Model Card: Falconsai/florence-2-invoice

Developed by: Michael Stattelman for Falcons.ai
Funded by [optional]: Falcons.ai

Model Sources:

Repository: https://github.com/Falcons-ai/florence2_invoice_finetuning

Model Overview

Falconsai/florence-2-invoice is a fine-tuned version of the microsoft/Florence-2-base-ft model.

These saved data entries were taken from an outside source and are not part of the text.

//! Committed arena storage backing all runtime tensors of one graph.
//!
//! The arena is one contiguous host buffer sized by the planner and bound
//! at allocate time. It is released when the owning graph instance drops,
//! one ownership unit with deterministic teardown.

use crate::error::AllocError;

use super::planner::Binding;

/// One physically backed arena buffer.
///
/// Backed by `u64` words so the base pointer is 8-byte aligned; combined
/// with the planner's 64-byte offset alignment, every element type can be
/// cast in place from its binding.
#[derive(Debug)]
pub(crate) struct Arena {
    words: Vec<u64>,
    len_bytes: usize,
}

impl Arena {
    /// Commit backing storage for `total_bytes`.
    ///
    /// Fails with [`AllocError::OutOfMemory`] when the host cannot provide
    /// the reservation.
    pub(crate) fn commit(total_bytes: usize) -> Result<Self, AllocError> {
        let n_words = total_bytes.div_ceil(8);
        let mut words = Vec::new();
        words
            .try_reserve_exact(n_words)
            .map_err(|_| AllocError::OutOfMemory(total_bytes))?;
        words.resize(n_words, 0);
        Ok(Self {
            words,
            len_bytes: total_bytes,
        })
    }

    pub(crate) fn bytes(&self) -> &[u8] {
        &bytemuck::cast_slice(&self.words)[..self.len_bytes]
    }

    pub(crate) fn bytes_mut(&mut self) -> &mut [u8] {
        let len = self.len_bytes;
        &mut bytemuck::cast_slice_mut(&mut self.words)[..len]
    }

    /// Shared view of one bound tensor.
    pub(crate) fn slice(&self, binding: &Binding) -> &[u8] {
        &self.bytes()[binding.offset..binding.offset + binding.len]
    }

    /// Mutable view of one bound tensor.
    pub(crate) fn slice_mut(&mut self, binding: &Binding) -> &mut [u8] {
        &mut self.bytes_mut()[binding.offset..binding.offset + binding.len]
    }
}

This model has been specifically trained to identify and extract key fields from invoice images. The fine-tuning process utilized a curated dataset of invoices annotated to recognize the following fields:

Billing address, - Discount percentage, - Due date
Email client, - Header, - Invoice date
Invoice number, - Name client, - Products
Remise, - Shipping address, - Subtotal
Tax, - Tax percentage, - Tel client, - Total

Base Model

The base model used for fine-tuning is microsoft/Florence-2-base-ft, a state-of-the-art vision model developed by Microsoft.

Fine-tuning Configuration

The fine-tuning process was carried out using a Low-Rank Adaptation (LoRa) configuration with the following parameters:

LoraConfig(
    r=8,
    lora_alpha=8,
    target_modules=["q_proj", "o_proj", "k_proj", "v_proj", "linear", "Conv2d", "lm_head", "fc2"],
    task_type="CAUSAL_LM",
    lora_dropout=0.05,
    bias="none",
    inference_mode=False,
    use_rslora=True,
    init_lora_weights="gaussian",
    revision=REVISION
)

Hardware Used

The fine-tuning process was conducted on an Alienware system, ensuring robust performance and efficient training.

Dataset

The model was trained on a curated dataset of invoice images. Each invoice was annotated to identify the specific fields listed above. This dataset ensured that the model learned to accurately detect and extract key information from various invoice formats.

Usage

Inference

To use this model for inference, you can load it via the Hugging Face Transformers library:

import torch
from PIL import Image
from transformers import (
    AdamW,
    AutoModelForCausalLM,
    AutoProcessor,
    get_scheduler
)
def run_florence_invoice(img, task_prompt, text_input=None):
    image = Image.open(img)

    # Ensure the image is in RGB format
    if image.mode != "RGB":
        image = image.convert("RGB")
        
        model_id2 = "Falconsai/florence-2-invoice"
        model = AutoModelForCausalLM.from_pretrained(model_id2, trust_remote_code=True).eval().cuda()
        processor = AutoProcessor.from_pretrained(model_id2, trust_remote_code=True)

    with torch.no_grad():
        if text_input is None:
            prompt = task_prompt
        else:
            prompt = task_prompt + text_input
        inputs = processor(text=prompt, images=image, return_tensors="pt")
        generated_ids = model.generate(
        input_ids=inputs["input_ids"].cuda(),
        pixel_values=inputs["pixel_values"].cuda(),
        max_new_tokens=1024,
        num_beams=3
        )
        generated_text = processor.batch_decode(generated_ids, skip_special_tokens=False)[0]
        parsed_answer = processor.post_process_generation(generated_text, task=task_prompt, image_size=(image.width, image.height))

    del model
    del processor

    return parsed_answer

## Call the function as follows:
### Return all fields identified:
img = './invoice.png'
run_florence_invoice(img, '<OD>')

### Return Specific field
img = './invoice.png'
results = run_florence_invoice(img, "<CAPTION_TO_PHRASE_GROUNDING>", text_input="invoice date")

Applications

This model is ideal for automating the extraction of key information from invoices in various business and financial applications. It can significantly reduce the manual effort required for data entry and validation in accounting and bookkeeping processes.

Evaluation

The model has been evaluated on a held-out set of annotated invoice images. The evaluation metrics used included precision, recall, and F1-score for each of the identified fields. Detailed evaluation results and visualizations are available in the results directory of the repository.

Limitations

The model's performance is dependent on the quality and variability of the training dataset. It may not perform as well on invoices that significantly differ from those seen during training.
Fine-tuning was conducted with specific LoRa configurations, which may need to be adjusted for different use cases or datasets.

Contact

For more information or questions about this model, please contact the developers at [[email protected]].

License

This model is licensed under the MIT License. See the LICENSE file for more details.

Acknowledgments

We would like to thank Microsoft for the development of the Florence2 vision model and the broader machine learning community for their contributions and support.